**Data records:**

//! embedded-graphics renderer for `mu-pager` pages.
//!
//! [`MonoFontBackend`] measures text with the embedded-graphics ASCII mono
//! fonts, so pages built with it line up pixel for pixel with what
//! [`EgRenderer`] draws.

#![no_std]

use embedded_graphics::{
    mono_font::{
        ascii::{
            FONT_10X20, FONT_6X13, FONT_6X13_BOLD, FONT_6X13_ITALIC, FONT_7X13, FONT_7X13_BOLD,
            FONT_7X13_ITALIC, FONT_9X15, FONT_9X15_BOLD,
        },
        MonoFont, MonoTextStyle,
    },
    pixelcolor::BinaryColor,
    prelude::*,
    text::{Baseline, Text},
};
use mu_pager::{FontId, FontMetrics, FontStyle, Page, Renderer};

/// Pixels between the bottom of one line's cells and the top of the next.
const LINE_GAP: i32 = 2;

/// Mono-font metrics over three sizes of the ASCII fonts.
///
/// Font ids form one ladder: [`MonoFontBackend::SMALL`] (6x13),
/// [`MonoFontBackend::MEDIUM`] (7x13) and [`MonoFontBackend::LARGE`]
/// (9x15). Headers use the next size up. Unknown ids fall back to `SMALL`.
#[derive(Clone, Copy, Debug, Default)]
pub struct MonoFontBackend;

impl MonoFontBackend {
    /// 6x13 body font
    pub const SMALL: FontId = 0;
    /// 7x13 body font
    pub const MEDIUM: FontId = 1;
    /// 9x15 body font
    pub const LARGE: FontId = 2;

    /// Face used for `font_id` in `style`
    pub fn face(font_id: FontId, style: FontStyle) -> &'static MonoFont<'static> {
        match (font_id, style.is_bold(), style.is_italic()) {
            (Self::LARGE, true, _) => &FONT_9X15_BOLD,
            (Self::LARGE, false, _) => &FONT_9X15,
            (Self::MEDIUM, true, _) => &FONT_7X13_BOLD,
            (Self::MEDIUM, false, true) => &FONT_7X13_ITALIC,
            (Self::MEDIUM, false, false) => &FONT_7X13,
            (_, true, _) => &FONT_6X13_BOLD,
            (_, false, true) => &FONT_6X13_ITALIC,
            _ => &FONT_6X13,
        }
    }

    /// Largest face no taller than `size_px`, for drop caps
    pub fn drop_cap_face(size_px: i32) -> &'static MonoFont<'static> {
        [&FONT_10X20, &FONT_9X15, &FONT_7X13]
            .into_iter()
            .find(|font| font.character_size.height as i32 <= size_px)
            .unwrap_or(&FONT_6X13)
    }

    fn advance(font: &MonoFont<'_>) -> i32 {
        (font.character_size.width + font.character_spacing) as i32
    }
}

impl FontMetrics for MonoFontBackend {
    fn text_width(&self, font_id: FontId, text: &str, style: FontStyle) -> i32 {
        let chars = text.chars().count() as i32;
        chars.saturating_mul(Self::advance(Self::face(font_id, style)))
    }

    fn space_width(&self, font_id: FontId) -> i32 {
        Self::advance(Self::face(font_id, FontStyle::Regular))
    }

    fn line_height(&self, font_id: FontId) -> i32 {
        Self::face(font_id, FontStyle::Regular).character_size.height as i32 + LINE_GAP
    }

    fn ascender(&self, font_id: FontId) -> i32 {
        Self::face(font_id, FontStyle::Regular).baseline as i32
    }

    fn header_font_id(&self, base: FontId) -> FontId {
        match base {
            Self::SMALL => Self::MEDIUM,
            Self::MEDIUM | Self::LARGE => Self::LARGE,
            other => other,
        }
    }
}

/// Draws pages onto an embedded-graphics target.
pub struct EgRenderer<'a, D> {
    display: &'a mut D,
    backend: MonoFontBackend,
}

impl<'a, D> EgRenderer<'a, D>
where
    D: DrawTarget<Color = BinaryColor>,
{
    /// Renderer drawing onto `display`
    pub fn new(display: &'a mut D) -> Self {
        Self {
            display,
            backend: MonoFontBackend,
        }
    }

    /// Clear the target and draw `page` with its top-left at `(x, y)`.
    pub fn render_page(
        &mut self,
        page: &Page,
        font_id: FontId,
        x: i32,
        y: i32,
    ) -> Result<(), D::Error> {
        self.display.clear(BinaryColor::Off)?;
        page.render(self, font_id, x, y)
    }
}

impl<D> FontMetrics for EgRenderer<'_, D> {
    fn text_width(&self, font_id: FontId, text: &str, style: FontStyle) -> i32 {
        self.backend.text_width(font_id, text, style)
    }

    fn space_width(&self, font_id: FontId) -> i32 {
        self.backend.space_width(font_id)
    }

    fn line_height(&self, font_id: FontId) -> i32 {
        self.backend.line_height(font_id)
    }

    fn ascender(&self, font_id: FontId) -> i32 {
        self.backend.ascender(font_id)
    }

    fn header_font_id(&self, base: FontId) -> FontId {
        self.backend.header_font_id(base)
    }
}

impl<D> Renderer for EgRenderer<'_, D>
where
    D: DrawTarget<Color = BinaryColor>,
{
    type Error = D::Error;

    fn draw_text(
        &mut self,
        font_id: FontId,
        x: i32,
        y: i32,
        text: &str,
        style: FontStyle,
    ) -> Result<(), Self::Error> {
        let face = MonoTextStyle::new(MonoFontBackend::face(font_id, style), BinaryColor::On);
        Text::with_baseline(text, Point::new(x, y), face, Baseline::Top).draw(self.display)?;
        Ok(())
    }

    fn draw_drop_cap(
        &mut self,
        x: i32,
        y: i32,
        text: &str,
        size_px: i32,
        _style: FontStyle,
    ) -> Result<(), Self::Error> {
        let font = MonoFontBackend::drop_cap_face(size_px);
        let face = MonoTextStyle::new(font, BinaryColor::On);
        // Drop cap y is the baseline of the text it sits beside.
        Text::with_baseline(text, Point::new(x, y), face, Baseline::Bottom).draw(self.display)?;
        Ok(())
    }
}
--
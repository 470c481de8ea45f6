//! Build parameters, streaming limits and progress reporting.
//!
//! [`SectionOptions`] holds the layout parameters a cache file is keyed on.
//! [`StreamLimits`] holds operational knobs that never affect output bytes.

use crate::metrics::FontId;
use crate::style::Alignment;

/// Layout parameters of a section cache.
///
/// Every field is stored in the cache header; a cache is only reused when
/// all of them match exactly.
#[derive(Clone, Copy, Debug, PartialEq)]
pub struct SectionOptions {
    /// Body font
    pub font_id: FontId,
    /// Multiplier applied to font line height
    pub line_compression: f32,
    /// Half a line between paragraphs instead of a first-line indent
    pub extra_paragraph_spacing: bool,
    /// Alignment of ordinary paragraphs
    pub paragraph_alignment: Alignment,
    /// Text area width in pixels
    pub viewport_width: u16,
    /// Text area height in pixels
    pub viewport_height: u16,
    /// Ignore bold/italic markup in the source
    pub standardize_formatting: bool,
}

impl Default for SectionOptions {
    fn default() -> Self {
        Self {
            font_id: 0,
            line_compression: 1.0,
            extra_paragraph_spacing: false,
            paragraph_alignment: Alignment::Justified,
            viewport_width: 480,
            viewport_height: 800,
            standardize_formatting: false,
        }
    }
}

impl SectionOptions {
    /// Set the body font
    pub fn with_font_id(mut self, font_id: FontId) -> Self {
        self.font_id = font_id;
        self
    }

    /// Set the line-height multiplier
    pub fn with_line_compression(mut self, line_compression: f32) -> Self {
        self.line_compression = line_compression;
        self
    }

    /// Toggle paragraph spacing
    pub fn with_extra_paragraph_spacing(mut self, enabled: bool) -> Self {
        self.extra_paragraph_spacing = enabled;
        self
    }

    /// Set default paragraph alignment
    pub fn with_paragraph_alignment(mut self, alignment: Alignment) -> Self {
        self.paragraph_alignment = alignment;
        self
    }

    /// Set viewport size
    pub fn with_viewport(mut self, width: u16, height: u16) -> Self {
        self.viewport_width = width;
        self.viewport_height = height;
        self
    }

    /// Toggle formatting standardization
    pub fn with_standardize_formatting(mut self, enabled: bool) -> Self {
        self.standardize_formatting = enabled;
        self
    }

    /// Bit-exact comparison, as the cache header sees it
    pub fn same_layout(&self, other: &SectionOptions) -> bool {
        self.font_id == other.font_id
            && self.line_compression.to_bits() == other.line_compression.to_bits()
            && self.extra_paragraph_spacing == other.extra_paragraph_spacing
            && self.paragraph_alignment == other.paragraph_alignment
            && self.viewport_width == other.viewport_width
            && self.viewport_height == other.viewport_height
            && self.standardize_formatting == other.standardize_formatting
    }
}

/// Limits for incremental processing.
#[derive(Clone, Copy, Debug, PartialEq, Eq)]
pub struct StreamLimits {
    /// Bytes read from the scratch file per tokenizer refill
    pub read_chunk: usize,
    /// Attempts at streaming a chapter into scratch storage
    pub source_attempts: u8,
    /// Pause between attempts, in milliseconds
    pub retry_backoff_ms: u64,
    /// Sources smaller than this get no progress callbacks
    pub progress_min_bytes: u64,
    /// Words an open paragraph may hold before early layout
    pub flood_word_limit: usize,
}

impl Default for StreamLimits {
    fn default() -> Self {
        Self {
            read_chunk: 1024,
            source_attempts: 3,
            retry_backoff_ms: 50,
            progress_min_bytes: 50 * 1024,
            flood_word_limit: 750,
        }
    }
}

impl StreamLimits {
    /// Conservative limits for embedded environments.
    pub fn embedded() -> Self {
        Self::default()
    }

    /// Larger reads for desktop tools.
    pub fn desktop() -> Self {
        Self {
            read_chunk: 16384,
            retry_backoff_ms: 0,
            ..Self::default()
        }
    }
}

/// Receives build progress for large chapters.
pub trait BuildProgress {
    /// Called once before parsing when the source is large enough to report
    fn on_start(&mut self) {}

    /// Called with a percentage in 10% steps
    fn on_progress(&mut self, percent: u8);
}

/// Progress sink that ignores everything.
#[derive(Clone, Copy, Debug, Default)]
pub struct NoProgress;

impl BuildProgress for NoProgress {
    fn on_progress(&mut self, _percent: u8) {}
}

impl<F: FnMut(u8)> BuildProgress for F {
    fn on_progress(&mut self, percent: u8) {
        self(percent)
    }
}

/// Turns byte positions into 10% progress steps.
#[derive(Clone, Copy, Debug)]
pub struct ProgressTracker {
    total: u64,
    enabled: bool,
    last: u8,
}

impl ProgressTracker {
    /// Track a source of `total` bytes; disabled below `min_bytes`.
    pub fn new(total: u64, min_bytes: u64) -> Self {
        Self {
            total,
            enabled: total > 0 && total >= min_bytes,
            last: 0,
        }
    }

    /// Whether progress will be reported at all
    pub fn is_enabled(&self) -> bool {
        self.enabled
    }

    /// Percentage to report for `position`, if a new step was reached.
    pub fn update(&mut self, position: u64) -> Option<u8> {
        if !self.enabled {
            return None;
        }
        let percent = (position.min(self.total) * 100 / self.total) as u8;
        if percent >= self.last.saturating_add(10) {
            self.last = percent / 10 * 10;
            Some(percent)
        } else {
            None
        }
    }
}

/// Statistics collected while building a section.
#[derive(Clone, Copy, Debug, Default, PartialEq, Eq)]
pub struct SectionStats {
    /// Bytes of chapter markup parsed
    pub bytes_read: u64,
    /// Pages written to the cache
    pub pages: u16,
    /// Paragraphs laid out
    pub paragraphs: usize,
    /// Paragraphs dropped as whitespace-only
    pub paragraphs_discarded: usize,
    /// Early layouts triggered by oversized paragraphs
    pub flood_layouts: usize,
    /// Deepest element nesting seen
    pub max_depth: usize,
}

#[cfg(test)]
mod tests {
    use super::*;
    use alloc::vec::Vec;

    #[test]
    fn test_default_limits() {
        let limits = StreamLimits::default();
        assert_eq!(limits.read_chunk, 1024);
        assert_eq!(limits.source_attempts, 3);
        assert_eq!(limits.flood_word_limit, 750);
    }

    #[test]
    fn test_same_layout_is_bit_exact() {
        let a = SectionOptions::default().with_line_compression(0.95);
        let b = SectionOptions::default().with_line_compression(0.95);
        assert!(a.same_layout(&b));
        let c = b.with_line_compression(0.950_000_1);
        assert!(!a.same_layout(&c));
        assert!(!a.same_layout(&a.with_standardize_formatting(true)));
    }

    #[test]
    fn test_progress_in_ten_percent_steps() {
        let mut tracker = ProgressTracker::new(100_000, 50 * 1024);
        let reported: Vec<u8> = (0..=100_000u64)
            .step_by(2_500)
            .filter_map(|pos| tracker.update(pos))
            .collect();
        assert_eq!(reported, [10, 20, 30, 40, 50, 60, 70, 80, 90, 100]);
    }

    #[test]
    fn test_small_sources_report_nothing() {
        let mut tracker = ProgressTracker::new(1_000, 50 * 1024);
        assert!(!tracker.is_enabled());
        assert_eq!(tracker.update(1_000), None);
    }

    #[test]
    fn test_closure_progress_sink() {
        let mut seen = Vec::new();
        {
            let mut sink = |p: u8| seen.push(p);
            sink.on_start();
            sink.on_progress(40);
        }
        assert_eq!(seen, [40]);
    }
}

**Your task:**
Reproduce the lines of the entries above from the one with "embedded-graphics renderer for" to the one with "const LINE_GAP: i32 = 2;", both included, exactly and without any other line.

**Task result:**
//! embedded-graphics renderer for `mu-pager` pages.
//!
//! [`MonoFontBackend`] measures text with the embedded-graphics ASCII mono
//! fonts, so pages built with it line up pixel for pixel with what
//! [`EgRenderer`] draws.

#![no_std]

use embedded_graphics::{
    mono_font::{
        ascii::{
            FONT_10X20, FONT_6X13, FONT_6X13_BOLD, FONT_6X13_ITALIC, FONT_7X13, FONT_7X13_BOLD,
            FONT_7X13_ITALIC, FONT_9X15, FONT_9X15_BOLD,
        },
        MonoFont, MonoTextStyle,
    },
    pixelcolor::BinaryColor,
    prelude::*,
    text::{Baseline, Text},
};
use mu_pager::{FontId, FontMetrics, FontStyle, Page, Renderer};

/// Pixels between the bottom of one line's cells and the top of the next.
const LINE_GAP: i32 = 2;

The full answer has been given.